Keeping up with current dramas help me relate to my friends and students. I remember watching Shitsuren no Chocolatier every week, excited to talk to my students about who they liked best and why. Dramas give us great insight on how our own minds work. Two people can watch the same one and end up with vastly different opinions. When I discuss the outcomes of dramas with my friends and students, I understand them a bit better. I get to explain how I would feel in their situation, and I learn how others’ differ or relate to me.
I also learn songs in other languages, so that no matter who I end up in a karaoke room with, I have a secret weapon that will make us instant best friends. In Hong Kong, I sang in Chinese, in Japan I sing everything under the sun, and in Korea I sing some of my favorite Kpop or drama OSTs. Music, literature, dramas, and video games have been the primary ways I have connected with others. Fandoms are how I made most of my friends. It gives us something to connect over, no matter where we were born, where we are living, or our job title.

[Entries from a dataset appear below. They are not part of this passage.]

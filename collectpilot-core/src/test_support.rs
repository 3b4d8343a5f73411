//! Fakes and fixtures shared by the unit tests.

use std::collections::HashMap;
use std::sync::atomic::{AtomicBool, AtomicUsize, Ordering};
use std::sync::{Arc, Mutex};

use async_trait::async_trait;
use chrono::{DateTime, Duration, NaiveDate, Utc};
use rust_decimal::Decimal;

use crate::adapters::{
    Adapters, ExternalAccount, ExternalInvoice, ExternalSystemAdapter, SourceInvoiceStatus,
};
use crate::config::Config;
use crate::error::{AppError, Result};
use crate::models::customer::{AccountHealth, Source, UpsertCustomer};
use crate::models::invoice::{days_overdue, UpsertInvoice};
use crate::models::recommendation::{RiskLevel, Strategy};
use crate::models::{Customer, Invoice, InvoiceStatus};
use crate::recommendations::scoring::{RecommendationScorer, ScoringInput, ScoringOutput};
use crate::store::{MemoryStore, Store};

/// Logged call to `log_activity`.
#[derive(Debug, Clone)]
pub struct LoggedActivity {
    pub account_ref: String,
    pub subject: String,
    pub note: String,
}

/// Scriptable in-memory adapter.
pub struct FakeAdapter {
    source: Source,
    accounts: Mutex<Vec<ExternalAccount>>,
    invoices: Mutex<Vec<ExternalInvoice>>,
    fail_listing: AtomicBool,
    fail_activity: AtomicBool,
    activities: Mutex<Vec<LoggedActivity>>,
    activity_delay: Mutex<Option<std::time::Duration>>,
    invoice_since: Mutex<Vec<Option<DateTime<Utc>>>>,
    /// Source-side modification times; `list_invoices(Some(since))` only
    /// returns invoices modified at or after `since`.
    modified_at: Mutex<HashMap<String, DateTime<Utc>>>,
}

impl FakeAdapter {
    pub fn new(source: Source) -> Self {
        Self {
            source,
            accounts: Mutex::new(Vec::new()),
            invoices: Mutex::new(Vec::new()),
            fail_listing: AtomicBool::new(false),
            fail_activity: AtomicBool::new(false),
            activities: Mutex::new(Vec::new()),
            activity_delay: Mutex::new(None),
            invoice_since: Mutex::new(Vec::new()),
            modified_at: Mutex::new(HashMap::new()),
        }
    }

    pub fn set_accounts(&self, accounts: Vec<ExternalAccount>) {
        *self.accounts.lock().unwrap() = accounts;
    }

    pub fn set_invoices(&self, invoices: Vec<ExternalInvoice>) {
        *self.invoices.lock().unwrap() = invoices;
    }

    pub fn set_fail_listing(&self, fail: bool) {
        self.fail_listing.store(fail, Ordering::SeqCst);
    }

    pub fn set_fail_activity(&self, fail: bool) {
        self.fail_activity.store(fail, Ordering::SeqCst);
    }

    /// Records a source-side modification of an invoice.
    pub fn touch_invoice(&self, invoice_number: &str, at: DateTime<Utc>) {
        self.modified_at
            .lock()
            .unwrap()
            .insert(invoice_number.to_string(), at);
    }

    /// Makes every `log_activity` call take `delay` before answering.
    pub fn set_activity_delay(&self, delay: std::time::Duration) {
        *self.activity_delay.lock().unwrap() = Some(delay);
    }

    pub fn activities(&self) -> Vec<LoggedActivity> {
        self.activities.lock().unwrap().clone()
    }

    pub fn invoice_since_calls(&self) -> Vec<Option<DateTime<Utc>>> {
        self.invoice_since.lock().unwrap().clone()
    }
}

#[async_trait]
impl ExternalSystemAdapter for FakeAdapter {
    fn source(&self) -> Source {
        self.source
    }

    async fn list_accounts(&self) -> Result<Vec<ExternalAccount>> {
        if self.fail_listing.load(Ordering::SeqCst) {
            return Err(AppError::external_service(self.source.as_str(), "connection refused"));
        }
        Ok(self.accounts.lock().unwrap().clone())
    }

    async fn list_invoices(&self, since: Option<DateTime<Utc>>) -> Result<Vec<ExternalInvoice>> {
        if self.fail_listing.load(Ordering::SeqCst) {
            return Err(AppError::external_service(self.source.as_str(), "connection refused"));
        }
        self.invoice_since.lock().unwrap().push(since);
        let invoices = self.invoices.lock().unwrap().clone();
        let Some(since) = since else {
            return Ok(invoices);
        };
        let modified_at = self.modified_at.lock().unwrap();
        Ok(invoices
            .into_iter()
            .filter(|i| modified_at.get(&i.invoice_number).map_or(true, |at| *at >= since))
            .collect())
    }

    async fn log_activity(&self, account_ref: &str, subject: &str, note: &str) -> Result<()> {
        let delay = *self.activity_delay.lock().unwrap();
        if let Some(delay) = delay {
            tokio::time::sleep(delay).await;
        }
        if self.fail_activity.load(Ordering::SeqCst) {
            return Err(AppError::external_service(self.source.as_str(), "activity rejected"));
        }
        self.activities.lock().unwrap().push(LoggedActivity {
            account_ref: account_ref.to_string(),
            subject: subject.to_string(),
            note: note.to_string(),
        });
        Ok(())
    }
}

/// Scorer returning a fixed answer and counting invocations.
pub struct FakeScorer {
    pub confidence: i32,
    pub strategy: Strategy,
    calls: AtomicUsize,
}

impl FakeScorer {
    pub fn new(confidence: i32) -> Self {
        Self {
            confidence,
            strategy: Strategy::UrgentNotice,
            calls: AtomicUsize::new(0),
        }
    }

    pub fn calls(&self) -> usize {
        self.calls.load(Ordering::SeqCst)
    }
}

#[async_trait]
impl RecommendationScorer for FakeScorer {
    async fn analyze(&self, input: &ScoringInput) -> Result<ScoringOutput> {
        self.calls.fetch_add(1, Ordering::SeqCst);
        Ok(ScoringOutput {
            strategy: self.strategy,
            confidence: self.confidence,
            risk_assessment: RiskLevel::Medium,
            draft_content: format!("Please settle invoice {}", input.invoice.invoice_number),
            reasoning: "fixed test answer".to_string(),
        })
    }
}

/// Config with a short external timeout for tests.
pub fn test_config() -> Config {
    Config {
        external_timeout: std::time::Duration::from_secs(2),
        ..Config::default()
    }
}

pub fn memory_store() -> Arc<dyn Store> {
    Arc::new(MemoryStore::new())
}

pub fn adapters_with(crm: Arc<FakeAdapter>, erp: Option<Arc<FakeAdapter>>) -> Adapters {
    Adapters::new(
        Some(crm as Arc<dyn ExternalSystemAdapter>),
        erp.map(|a| a as Arc<dyn ExternalSystemAdapter>),
    )
}

pub fn account(external_id: &str, name: &str, health: AccountHealth) -> ExternalAccount {
    ExternalAccount {
        external_id: external_id.to_string(),
        name: name.to_string(),
        account_health: health,
        total_revenue: Decimal::new(100_000, 0),
        payment_history: Vec::new(),
    }
}

pub fn external_invoice(
    number: &str,
    account_external_id: &str,
    amount: i64,
    due_date: NaiveDate,
    status: SourceInvoiceStatus,
) -> ExternalInvoice {
    ExternalInvoice {
        invoice_number: number.to_string(),
        account_external_id: account_external_id.to_string(),
        amount: Decimal::new(amount, 0),
        due_date,
        paid_date: None,
        source_status: status,
    }
}

pub async fn seed_customer(store: &Arc<dyn Store>, external_id: &str, health: AccountHealth) -> Customer {
    store
        .insert_customer(&UpsertCustomer {
            external_id: external_id.to_string(),
            source: Source::Crm,
            name: format!("Customer {}", external_id),
            account_health: health,
            total_revenue: Decimal::new(50_000, 0),
            payment_history: Vec::new(),
            synced_at: Utc::now(),
        })
        .await
        .expect("seed customer")
}

/// Seeds an open invoice that is `overdue_by` days past due today.
pub async fn seed_invoice(
    store: &Arc<dyn Store>,
    customer: &Customer,
    number: &str,
    amount: Decimal,
    overdue_by: i64,
) -> Invoice {
    let today = Utc::now().date_naive();
    let due_date = today - Duration::days(overdue_by);
    let overdue = days_overdue(due_date, today);
    store
        .insert_invoice(&UpsertInvoice {
            customer_id: customer.id,
            invoice_number: number.to_string(),
            amount,
            due_date,
            paid_date: None,
            status: if overdue > 0 {
                InvoiceStatus::Overdue
            } else {
                InvoiceStatus::Pending
            },
            days_overdue: overdue,
            source: Source::Crm,
            synced_at: Utc::now(),
        })
        .await
        .expect("seed invoice")
}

In a world where expatriates and immigrants sometimes feel alone on a ship without a port, entertainment can be both a solitary endeavor and a guiding light to others who share our thoughts, passions, and perspective on life. The stress of being an expat will (hopefully) never make me reconsider why I chose to do this in the first place. Because at the end of the day, I have a nice Korean drama to curl up with, and my Kindle holds my personal, portable library of voices telling me it’s not all so bad.
How do you recharge after work or on the weekends? Do you feel more or less relaxed after “time-wasting” activities?